We have finally built up a bit of an emergency fund and now *swoosh*, it'll all be taken by having to buy a new car. Actually, our little ER fund will not be enough to buy a new car, so I'm not sure what we'll do.

I really have been trying to trust God on this one, but it's frustrating when I'm starting to have to use my toes to count how many times this has happened throughout our almost 4 years of marriage. I'm honestly not too worried or stressed about it, merely curious to see how the Lord will use it this time.

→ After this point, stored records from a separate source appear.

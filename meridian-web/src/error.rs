// ABOUTME: ApiError wraps MeridianError and renders each variant to its HTTP status code
// ABOUTME: Every crate's error enum already converts to MeridianError, so one blanket From covers them all

use axum::http::{HeaderValue, StatusCode};
use axum::response::{IntoResponse, Response};
use axum::Json;
use meridian_core::error::MeridianError;
use serde_json::json;

#[derive(Debug)]
pub struct ApiError(pub MeridianError);

impl<E> From<E> for ApiError
where
    E: Into<MeridianError>,
{
    fn from(err: E) -> Self {
        Self(err.into())
    }
}

impl IntoResponse for ApiError {
    fn into_response(self) -> Response {
        let (status, retry_after_secs) = match &self.0 {
            MeridianError::Unauthorized(_) => (StatusCode::UNAUTHORIZED, None),
            MeridianError::Forbidden(_) => (StatusCode::FORBIDDEN, None),
            MeridianError::RateLimited { retry_after_secs, .. } => {
                (StatusCode::TOO_MANY_REQUESTS, *retry_after_secs)
            }
            MeridianError::TenantUnavailable(_) => (StatusCode::NOT_FOUND, None),
            MeridianError::QuotaExceeded(_) => (StatusCode::CONFLICT, None),
            MeridianError::ValidationFailed(_) => (StatusCode::BAD_REQUEST, None),
            MeridianError::AlreadyExists(_) => (StatusCode::CONFLICT, None),
            MeridianError::NotFound(_) => (StatusCode::NOT_FOUND, None),
            MeridianError::BackendTransient { .. } | MeridianError::BackendUnavailable { .. } => {
                (StatusCode::SERVICE_UNAVAILABLE, None)
            }
            MeridianError::IsolationViolation { component, message } => {
                tracing::error!(component, message, "isolation violation reached the HTTP edge");
                (StatusCode::INTERNAL_SERVER_ERROR, None)
            }
            MeridianError::Internal(_) => (StatusCode::INTERNAL_SERVER_ERROR, None),
        };

        let body = Json(json!({ "error": self.0.to_string() }));
        let mut response = (status, body).into_response();
        if let Some(secs) = retry_after_secs {
            if let Ok(value) = HeaderValue::from_str(&secs.to_string()) {
                response.headers_mut().insert("Retry-After", value);
            }
        }
        response
    }
}
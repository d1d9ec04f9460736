// ABOUTME: Agent runtime: fixed tool registry as data, tool-call loop against an LLM collaborator
// ABOUTME: Tools never accept tenant_id; the runtime substitutes it from the caller's AuthContext

#![warn(missing_debug_implementations)]

use std::sync::Arc;

use meridian_ess::EssAdapter;
use meridian_graph::GraphStore;
use meridian_orchestrator::RetrievalOrchestrator;
use meridian_providers::EmbeddingProvider;
use meridian_rag::VectorStorage;

mod builtins;
mod error;
mod registry;
mod runtime;
mod tool;

pub use builtins::{
    ComprehensiveSearchTool, EntityRelationshipsTool, EntityTimelineTool, GraphSearchTool, HybridSearchTool,
    OnyxAnswerWithQuoteTool, OnyxSearchTool, VectorSearchTool,
};
pub use error::{AgentError, Result};
pub use registry::ToolRegistry;
pub use runtime::{AgentRuntime, AgentRuntimeConfig, AgentTurn, ToolCallRecord, DEFAULT_STEP_BUDGET};
pub use tool::{Tool, ToolDescriptor};

/// System prompt describing tool-selection heuristics: favor the narrowest
/// tool that can answer the question, escalate to `comprehensive_search`
/// only when the narrower ones come up empty.
pub const DEFAULT_SYSTEM_PROMPT: &str = "You are a retrieval assistant scoped to one tenant's data. \
Prefer the narrowest tool that can answer the question: use vector_search or graph_search for \
direct lookups, hybrid_search when an answer needs both, comprehensive_search only when those are \
insufficient and an external document set is available, and entity_relationships/entity_timeline \
when the user asks about a specific known entity. Only use onyx_search or onyx_answer_with_quote \
when the user explicitly asks about externally connected enterprise content. Never fabricate a \
citation; if no tool call finds an answer, say so.";

/// Wires the fixed tool registry against the backends a deployment already
/// constructed for ingestion and retrieval. `ess` is
/// `None` when the tenant workspace has no enterprise search service
/// binding configured, in which case `onyx_search`/`onyx_answer_with_quote`
/// are omitted from the registry entirely.
#[must_use]
pub fn build_default_registry(
    vector_store: Arc<dyn VectorStorage>,
    graph_store: Arc<dyn GraphStore>,
    embedder: Arc<dyn EmbeddingProvider>,
    orchestrator: Arc<RetrievalOrchestrator>,
    ess: Option<Arc<EssAdapter>>,
) -> ToolRegistry {
    let mut registry = ToolRegistry::new();
    registry.register(Arc::new(VectorSearchTool::new(vector_store, embedder)));
    registry.register(Arc::new(GraphSearchTool::new(graph_store.clone())));
    registry.register(Arc::new(HybridSearchTool::new(orchestrator.clone())));
    registry.register(Arc::new(ComprehensiveSearchTool::new(orchestrator)));
    registry.register(Arc::new(EntityRelationshipsTool::new(graph_store.clone())));
    registry.register(Arc::new(EntityTimelineTool::new(graph_store)));
    if let Some(ess) = ess {
        registry.register(Arc::new(OnyxSearchTool::new(ess.clone())));
        registry.register(Arc::new(OnyxAnswerWithQuoteTool::new(ess)));
    }
    registry
}

pub mod prelude {
    pub use crate::{build_default_registry, AgentRuntime, AgentRuntimeConfig, AgentTurn, Tool, ToolRegistry, DEFAULT_SYSTEM_PROMPT};
}
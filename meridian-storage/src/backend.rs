// ABOUTME: Embedded sled database backend shared across tenancy, security, and ESS-cache state
// ABOUTME: Sled's API is synchronous; all calls are wrapped in spawn_blocking by callers

use crate::error::Result;
use std::path::PathBuf;

/// Embedded sled database backend for persistent tenant state.
#[derive(Clone)]
pub struct SledBackend {
    db: sled::Db,
}

impl std::fmt::Debug for SledBackend {
    fn fmt(&self, f: &mut std::fmt::Formatter<'_>) -> std::fmt::Result {
        f.debug_struct("SledBackend").finish_non_exhaustive()
    }
}

impl SledBackend {
    /// Open (or create) a sled database at `path`.
    ///
    /// # Errors
    /// Returns an error if the database cannot be opened.
    pub fn open(path: PathBuf) -> Result<Self> {
        let db = sled::open(path)?;
        Ok(Self { db })
    }

    /// Open an in-memory, non-persistent database. Used by tests and by
    /// `memory://` deployments that don't need a real DSN.
    ///
    /// # Errors
    /// Returns an error if the database cannot be opened.
    pub fn temporary() -> Result<Self> {
        let db = sled::Config::new().temporary(true).open()?;
        Ok(Self { db })
    }

    pub(crate) fn insert(&self, key: &[u8], value: Vec<u8>) -> Result<()> {
        self.db.insert(key, value)?;
        self.db.flush()?;
        Ok(())
    }

    pub(crate) fn get(&self, key: &[u8]) -> Result<Option<Vec<u8>>> {
        Ok(self.db.get(key)?.map(|v| v.to_vec()))
    }

    pub(crate) fn remove(&self, key: &[u8]) -> Result<bool> {
        let existed = self.db.remove(key)?.is_some();
        self.db.flush()?;
        Ok(existed)
    }

    pub(crate) fn scan_prefix(&self, prefix: &[u8]) -> Result<Vec<(Vec<u8>, Vec<u8>)>> {
        let mut out = Vec::new();
        for item in self.db.scan_prefix(prefix) {
            let (k, v) = item?;
            out.push((k.to_vec(), v.to_vec()));
        }
        Ok(out)
    }

    pub(crate) fn remove_prefix(&self, prefix: &[u8]) -> Result<usize> {
        let keys: Vec<_> = self
            .db
            .scan_prefix(prefix)
            .keys()
            .collect::<std::result::Result<Vec<_>, _>>()?;
        let count = keys.len();
        for key in keys {
            self.db.remove(key)?;
        }
        self.db.flush()?;
        Ok(count)
    }
}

I can tell you one thing - I feel very blessed that at least we have a bit of an ER fund to use towards a new vehicle. Now we just have to pray that no other emergencies happen until we're able to build it up again.

Monday, May 4, 2009

starting to get to me

My son looks like a monk. Or perhaps like one of the Beatles from this album cover.
http://www.boskowan.com/www/jirka/beatles/covers/with.jpg
I went to the lake this weekend to spend time with the graduating seniors of the youth group and left Marc home with Isaac. It went just fine until Marc got the idea to cut Isaac's hair. It was a good thought. Let's just say I'm hoping to get it fixed today. Pictures to come.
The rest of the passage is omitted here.